- [GOAL OF THE EXERCISE]: Each line of the records below that contains "connected" needs to be copied.
[[ MATERIAL SUPPLIED, beginning ]]
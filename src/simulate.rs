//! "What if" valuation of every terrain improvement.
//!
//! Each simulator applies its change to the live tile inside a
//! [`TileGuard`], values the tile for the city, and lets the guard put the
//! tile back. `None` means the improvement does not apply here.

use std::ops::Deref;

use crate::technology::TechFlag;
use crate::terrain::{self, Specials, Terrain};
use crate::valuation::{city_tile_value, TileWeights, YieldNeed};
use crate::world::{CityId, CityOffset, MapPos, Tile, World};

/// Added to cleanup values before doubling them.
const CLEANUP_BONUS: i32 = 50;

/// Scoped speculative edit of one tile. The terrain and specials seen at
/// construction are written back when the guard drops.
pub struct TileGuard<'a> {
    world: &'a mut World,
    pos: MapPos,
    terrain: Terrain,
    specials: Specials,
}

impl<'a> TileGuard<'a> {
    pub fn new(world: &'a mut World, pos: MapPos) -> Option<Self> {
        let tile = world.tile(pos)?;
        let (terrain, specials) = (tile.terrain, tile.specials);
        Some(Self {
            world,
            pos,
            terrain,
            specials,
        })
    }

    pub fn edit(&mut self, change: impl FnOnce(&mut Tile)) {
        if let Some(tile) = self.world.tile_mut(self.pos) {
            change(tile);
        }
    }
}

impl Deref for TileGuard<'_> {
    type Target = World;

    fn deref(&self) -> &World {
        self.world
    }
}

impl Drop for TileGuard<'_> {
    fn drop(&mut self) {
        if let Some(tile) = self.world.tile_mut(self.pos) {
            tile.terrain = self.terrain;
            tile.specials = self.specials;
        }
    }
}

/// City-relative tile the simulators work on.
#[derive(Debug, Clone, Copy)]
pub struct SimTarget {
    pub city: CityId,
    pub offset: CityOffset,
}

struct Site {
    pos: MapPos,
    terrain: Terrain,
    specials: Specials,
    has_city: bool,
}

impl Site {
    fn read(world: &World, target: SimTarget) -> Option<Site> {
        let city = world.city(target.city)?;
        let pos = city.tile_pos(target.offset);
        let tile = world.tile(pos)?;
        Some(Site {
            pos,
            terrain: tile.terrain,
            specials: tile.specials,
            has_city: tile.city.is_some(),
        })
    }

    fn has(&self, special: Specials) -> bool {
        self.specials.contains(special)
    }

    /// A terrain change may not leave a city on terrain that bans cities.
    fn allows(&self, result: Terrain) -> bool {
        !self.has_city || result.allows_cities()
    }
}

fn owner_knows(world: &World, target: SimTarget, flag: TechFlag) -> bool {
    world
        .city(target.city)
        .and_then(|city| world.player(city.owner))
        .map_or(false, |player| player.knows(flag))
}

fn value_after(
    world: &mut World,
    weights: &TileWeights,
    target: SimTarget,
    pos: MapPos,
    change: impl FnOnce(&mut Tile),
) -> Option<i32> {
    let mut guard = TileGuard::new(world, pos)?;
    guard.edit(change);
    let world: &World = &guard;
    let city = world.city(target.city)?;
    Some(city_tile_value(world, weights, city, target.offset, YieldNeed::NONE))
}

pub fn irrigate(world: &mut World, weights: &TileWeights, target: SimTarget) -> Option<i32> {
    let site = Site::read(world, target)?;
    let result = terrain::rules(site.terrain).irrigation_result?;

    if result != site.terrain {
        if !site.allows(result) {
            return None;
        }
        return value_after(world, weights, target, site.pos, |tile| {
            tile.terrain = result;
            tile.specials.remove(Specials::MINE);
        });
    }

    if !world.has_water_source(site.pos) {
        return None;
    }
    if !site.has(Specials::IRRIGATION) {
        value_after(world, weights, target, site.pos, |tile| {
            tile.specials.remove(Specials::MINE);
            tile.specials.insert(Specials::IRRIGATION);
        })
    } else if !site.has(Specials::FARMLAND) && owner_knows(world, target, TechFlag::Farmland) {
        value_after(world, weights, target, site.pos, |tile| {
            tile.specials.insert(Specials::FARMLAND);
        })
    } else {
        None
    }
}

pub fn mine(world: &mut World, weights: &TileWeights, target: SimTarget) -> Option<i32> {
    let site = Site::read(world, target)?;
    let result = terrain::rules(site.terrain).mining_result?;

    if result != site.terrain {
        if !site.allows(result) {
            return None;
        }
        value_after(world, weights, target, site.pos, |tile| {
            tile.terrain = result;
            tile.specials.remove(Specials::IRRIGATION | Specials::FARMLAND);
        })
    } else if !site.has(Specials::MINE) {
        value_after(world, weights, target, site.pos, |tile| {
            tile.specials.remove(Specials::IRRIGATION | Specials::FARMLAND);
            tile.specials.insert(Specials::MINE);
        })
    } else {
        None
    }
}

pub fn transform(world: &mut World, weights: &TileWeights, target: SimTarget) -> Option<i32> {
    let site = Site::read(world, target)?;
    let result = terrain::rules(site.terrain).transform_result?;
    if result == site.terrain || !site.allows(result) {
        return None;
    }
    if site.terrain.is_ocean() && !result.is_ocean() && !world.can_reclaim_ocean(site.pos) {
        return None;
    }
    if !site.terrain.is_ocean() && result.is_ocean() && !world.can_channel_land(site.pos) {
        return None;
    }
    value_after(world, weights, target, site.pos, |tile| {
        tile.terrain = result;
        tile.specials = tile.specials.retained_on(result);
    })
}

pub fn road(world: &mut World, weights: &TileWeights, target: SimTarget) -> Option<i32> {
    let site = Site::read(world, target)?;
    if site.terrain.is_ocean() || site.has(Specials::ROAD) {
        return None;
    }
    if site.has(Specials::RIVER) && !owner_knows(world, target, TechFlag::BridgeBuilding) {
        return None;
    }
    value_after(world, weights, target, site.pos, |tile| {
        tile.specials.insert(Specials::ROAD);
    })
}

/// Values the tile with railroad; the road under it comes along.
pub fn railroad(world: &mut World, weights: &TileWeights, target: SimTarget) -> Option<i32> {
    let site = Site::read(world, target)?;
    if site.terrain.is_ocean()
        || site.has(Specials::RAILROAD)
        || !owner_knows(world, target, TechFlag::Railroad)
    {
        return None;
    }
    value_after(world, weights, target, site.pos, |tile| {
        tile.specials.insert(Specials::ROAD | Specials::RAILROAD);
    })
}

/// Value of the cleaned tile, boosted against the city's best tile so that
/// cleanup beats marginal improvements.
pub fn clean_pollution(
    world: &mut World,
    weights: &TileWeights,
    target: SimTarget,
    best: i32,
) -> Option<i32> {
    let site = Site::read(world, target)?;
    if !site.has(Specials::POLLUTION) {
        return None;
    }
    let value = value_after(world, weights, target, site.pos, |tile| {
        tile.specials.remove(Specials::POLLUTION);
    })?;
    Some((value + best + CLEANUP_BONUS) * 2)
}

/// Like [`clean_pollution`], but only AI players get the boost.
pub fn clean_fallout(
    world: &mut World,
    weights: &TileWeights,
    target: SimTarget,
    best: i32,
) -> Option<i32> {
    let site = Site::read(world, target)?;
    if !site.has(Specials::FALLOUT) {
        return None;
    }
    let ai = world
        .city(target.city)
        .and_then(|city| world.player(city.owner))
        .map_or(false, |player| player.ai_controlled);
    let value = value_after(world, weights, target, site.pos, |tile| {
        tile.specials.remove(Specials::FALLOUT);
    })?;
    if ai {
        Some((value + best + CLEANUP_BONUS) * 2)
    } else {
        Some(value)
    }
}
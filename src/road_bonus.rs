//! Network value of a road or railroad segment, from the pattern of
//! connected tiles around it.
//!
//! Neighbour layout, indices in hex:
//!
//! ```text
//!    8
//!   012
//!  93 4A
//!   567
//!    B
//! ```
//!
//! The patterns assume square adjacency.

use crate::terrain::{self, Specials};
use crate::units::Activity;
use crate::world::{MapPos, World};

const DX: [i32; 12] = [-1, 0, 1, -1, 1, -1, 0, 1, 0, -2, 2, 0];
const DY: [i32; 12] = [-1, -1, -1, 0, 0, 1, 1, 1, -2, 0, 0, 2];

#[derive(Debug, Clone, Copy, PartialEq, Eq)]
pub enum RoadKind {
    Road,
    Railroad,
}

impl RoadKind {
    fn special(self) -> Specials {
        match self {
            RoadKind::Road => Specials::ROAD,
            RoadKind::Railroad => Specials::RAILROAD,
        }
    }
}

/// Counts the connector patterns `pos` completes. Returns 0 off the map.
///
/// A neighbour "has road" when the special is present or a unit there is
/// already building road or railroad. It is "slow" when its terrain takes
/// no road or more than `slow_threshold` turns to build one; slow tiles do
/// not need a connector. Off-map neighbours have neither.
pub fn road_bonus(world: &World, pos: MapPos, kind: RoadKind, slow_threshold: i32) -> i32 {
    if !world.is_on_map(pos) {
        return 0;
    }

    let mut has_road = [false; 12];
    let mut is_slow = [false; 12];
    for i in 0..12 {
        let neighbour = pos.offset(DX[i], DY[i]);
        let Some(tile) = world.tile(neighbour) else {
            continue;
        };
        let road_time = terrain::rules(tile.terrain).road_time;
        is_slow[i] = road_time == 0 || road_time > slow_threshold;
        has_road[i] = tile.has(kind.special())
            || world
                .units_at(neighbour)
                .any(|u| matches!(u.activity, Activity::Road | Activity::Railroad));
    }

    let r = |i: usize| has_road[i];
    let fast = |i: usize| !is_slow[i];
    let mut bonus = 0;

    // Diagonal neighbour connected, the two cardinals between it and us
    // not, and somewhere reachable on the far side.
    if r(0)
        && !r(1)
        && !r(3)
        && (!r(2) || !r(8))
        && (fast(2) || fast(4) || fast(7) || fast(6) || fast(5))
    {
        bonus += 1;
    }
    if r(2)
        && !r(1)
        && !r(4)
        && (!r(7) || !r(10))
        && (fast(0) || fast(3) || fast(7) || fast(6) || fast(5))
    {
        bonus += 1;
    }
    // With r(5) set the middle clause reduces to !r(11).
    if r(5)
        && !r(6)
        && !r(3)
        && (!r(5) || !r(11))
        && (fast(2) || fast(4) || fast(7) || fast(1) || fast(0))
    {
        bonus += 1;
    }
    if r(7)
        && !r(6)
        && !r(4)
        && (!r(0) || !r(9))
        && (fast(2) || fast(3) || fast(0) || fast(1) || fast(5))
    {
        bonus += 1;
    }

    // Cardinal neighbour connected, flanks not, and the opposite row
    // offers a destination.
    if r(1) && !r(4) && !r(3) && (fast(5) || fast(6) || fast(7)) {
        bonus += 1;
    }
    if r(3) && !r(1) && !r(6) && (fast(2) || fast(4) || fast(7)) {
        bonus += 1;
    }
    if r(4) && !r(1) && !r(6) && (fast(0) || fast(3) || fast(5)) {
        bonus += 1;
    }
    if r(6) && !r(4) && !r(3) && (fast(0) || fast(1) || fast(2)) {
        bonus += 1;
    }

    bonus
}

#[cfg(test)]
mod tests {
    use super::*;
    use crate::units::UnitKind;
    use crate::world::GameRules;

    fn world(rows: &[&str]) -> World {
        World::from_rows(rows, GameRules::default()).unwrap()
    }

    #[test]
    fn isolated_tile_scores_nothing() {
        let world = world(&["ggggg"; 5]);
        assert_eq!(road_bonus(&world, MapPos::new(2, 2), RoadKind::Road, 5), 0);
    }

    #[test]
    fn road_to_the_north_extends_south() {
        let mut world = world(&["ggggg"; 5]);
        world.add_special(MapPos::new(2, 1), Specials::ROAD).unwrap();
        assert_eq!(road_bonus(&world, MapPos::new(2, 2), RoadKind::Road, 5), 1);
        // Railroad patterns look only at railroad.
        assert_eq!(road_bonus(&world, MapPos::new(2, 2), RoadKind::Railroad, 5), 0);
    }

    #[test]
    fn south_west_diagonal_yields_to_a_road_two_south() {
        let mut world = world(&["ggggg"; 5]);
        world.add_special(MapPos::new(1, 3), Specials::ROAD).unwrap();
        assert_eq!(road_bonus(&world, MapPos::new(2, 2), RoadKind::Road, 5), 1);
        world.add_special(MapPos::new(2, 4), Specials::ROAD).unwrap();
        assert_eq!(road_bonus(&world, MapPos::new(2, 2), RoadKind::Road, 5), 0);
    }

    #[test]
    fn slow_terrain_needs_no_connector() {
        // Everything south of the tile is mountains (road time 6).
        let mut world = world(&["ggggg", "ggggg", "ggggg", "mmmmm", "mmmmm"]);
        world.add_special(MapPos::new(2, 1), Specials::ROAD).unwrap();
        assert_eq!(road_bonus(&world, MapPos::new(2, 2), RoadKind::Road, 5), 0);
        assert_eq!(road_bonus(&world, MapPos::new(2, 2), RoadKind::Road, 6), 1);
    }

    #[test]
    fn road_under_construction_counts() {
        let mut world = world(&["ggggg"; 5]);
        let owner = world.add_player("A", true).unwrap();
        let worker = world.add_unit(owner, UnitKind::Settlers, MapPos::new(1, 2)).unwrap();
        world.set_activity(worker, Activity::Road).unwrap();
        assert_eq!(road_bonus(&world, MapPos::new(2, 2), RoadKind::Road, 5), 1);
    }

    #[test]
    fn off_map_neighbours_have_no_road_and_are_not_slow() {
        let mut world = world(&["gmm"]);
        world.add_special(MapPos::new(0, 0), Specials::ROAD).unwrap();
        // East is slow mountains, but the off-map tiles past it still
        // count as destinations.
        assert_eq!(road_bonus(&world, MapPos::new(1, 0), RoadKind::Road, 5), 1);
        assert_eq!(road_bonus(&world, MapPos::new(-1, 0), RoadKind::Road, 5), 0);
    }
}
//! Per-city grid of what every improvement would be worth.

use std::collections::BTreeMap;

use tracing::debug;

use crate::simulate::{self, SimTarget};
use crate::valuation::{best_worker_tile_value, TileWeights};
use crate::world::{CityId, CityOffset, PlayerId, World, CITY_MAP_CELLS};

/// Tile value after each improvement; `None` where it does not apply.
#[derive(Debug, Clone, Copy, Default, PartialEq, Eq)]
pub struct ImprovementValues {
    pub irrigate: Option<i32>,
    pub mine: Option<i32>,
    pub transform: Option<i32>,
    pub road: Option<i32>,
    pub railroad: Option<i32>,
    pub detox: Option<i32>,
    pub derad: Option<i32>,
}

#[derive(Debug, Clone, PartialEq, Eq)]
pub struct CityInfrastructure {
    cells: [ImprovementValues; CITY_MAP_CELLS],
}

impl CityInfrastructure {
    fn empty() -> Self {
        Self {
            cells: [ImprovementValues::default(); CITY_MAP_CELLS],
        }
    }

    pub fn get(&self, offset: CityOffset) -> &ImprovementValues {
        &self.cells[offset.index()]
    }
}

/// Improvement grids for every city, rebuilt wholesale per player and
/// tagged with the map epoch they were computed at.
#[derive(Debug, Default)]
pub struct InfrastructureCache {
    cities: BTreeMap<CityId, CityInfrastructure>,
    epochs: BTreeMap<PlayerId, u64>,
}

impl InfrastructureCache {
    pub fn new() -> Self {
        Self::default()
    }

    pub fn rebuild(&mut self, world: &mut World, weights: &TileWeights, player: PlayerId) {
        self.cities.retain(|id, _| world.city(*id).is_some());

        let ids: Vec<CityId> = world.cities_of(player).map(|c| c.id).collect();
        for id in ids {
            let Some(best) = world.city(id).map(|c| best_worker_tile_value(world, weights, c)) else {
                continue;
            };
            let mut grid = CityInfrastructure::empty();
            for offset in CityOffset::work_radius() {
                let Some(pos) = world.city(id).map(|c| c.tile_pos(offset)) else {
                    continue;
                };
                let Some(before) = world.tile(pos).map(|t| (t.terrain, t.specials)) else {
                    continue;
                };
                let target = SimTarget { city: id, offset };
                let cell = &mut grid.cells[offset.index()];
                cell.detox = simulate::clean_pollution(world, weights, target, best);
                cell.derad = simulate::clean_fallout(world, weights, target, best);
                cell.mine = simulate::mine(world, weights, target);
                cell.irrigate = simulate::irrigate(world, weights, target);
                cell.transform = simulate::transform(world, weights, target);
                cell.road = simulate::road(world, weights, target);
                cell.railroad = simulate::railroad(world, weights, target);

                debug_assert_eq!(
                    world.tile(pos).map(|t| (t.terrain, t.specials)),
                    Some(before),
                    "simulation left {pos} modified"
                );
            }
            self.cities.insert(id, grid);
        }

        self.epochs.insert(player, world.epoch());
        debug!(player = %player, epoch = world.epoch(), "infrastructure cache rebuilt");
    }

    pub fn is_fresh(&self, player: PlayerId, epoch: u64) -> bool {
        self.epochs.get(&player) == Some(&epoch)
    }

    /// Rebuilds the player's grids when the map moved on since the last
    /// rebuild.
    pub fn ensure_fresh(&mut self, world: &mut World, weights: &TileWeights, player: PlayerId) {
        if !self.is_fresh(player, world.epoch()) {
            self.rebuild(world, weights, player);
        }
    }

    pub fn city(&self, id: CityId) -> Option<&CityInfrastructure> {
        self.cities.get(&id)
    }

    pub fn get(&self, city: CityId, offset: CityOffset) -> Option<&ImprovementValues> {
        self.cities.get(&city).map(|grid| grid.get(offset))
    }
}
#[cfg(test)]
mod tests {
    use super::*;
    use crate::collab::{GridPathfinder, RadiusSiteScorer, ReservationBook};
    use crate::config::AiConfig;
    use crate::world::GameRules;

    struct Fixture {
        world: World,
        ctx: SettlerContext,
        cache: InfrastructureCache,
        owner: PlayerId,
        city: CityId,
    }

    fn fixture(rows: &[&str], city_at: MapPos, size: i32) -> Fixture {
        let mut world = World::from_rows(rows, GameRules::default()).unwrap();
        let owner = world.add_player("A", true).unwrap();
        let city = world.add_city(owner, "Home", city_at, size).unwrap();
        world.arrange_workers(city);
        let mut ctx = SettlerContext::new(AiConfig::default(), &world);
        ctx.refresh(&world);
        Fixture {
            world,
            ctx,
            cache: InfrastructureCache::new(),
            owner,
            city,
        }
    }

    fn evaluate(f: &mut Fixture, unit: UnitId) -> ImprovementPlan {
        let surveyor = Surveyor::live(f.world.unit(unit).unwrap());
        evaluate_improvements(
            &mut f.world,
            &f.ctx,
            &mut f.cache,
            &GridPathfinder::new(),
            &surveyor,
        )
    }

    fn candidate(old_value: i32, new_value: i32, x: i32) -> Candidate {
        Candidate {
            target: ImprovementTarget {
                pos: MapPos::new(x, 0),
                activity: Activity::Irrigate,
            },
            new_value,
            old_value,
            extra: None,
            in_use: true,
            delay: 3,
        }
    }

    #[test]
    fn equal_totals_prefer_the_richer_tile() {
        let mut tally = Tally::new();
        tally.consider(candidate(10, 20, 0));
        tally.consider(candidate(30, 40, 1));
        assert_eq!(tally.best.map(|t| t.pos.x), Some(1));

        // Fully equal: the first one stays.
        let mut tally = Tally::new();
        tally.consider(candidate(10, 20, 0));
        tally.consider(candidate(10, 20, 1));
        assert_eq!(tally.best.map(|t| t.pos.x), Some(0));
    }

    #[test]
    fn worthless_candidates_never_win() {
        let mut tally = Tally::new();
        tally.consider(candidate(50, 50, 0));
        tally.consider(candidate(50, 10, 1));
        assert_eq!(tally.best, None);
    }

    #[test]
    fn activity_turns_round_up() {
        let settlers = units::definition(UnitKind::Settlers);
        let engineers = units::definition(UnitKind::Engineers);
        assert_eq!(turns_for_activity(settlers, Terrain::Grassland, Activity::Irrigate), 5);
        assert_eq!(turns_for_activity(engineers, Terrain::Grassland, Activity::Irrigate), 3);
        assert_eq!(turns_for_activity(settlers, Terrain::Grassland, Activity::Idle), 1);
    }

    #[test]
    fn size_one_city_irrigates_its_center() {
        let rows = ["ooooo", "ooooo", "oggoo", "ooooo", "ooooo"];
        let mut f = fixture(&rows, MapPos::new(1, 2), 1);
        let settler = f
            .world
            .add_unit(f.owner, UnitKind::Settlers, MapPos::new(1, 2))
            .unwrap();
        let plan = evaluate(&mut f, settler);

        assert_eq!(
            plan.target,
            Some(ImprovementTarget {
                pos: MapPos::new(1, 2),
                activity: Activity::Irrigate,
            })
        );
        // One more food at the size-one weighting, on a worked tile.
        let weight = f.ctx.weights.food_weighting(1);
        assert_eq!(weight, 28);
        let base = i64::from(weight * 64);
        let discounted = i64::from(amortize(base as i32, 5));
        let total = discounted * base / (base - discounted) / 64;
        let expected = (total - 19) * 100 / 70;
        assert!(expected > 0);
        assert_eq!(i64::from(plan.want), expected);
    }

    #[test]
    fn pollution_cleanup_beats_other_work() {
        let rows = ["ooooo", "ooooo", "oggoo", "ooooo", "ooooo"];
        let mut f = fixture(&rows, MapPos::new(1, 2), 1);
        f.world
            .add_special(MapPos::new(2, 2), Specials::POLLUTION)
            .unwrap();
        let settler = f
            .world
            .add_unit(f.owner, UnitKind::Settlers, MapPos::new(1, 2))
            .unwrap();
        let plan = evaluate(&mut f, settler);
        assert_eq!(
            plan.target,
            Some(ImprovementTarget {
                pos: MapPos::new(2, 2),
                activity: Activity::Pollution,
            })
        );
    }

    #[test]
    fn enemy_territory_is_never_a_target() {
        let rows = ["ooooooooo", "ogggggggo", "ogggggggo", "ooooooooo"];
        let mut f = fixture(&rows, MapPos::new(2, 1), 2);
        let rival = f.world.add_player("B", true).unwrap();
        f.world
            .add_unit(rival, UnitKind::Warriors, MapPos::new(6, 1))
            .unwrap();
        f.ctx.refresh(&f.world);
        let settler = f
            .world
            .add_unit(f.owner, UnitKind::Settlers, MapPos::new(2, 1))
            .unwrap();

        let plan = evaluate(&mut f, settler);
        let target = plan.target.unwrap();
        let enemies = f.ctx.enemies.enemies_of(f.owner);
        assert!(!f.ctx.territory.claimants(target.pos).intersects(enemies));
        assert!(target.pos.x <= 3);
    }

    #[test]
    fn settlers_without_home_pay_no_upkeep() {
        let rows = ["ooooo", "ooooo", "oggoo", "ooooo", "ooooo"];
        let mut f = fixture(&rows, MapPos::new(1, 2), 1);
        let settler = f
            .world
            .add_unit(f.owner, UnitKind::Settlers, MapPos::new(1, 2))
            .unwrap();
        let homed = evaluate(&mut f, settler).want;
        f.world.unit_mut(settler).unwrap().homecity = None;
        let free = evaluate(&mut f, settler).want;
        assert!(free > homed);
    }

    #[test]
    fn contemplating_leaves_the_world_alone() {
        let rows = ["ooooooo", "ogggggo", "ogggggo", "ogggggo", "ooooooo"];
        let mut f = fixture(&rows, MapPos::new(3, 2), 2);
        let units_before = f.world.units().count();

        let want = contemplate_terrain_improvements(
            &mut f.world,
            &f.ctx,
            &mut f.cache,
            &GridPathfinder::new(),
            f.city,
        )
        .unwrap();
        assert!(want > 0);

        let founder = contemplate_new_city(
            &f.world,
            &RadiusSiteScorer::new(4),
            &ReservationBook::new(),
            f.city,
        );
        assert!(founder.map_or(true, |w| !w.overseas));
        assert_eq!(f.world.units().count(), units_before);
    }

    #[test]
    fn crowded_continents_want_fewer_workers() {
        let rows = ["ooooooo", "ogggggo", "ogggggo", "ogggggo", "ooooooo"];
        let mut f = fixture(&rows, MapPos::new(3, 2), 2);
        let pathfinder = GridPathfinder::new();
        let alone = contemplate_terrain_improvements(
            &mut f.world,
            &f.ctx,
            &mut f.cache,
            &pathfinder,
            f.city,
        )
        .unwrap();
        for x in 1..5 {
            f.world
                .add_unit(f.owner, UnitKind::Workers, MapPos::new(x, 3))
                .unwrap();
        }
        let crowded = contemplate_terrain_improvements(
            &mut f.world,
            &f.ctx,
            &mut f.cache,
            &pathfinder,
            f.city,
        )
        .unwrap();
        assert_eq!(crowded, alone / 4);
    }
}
[[ MATERIAL SUPPLIED, end ]]
- [YOUR RESPONSE]:
//! connected tiles around it.
    // Diagonal neighbour connected, the two cardinals between it and us
    // Cardinal neighbour connected, flanks not, and the opposite row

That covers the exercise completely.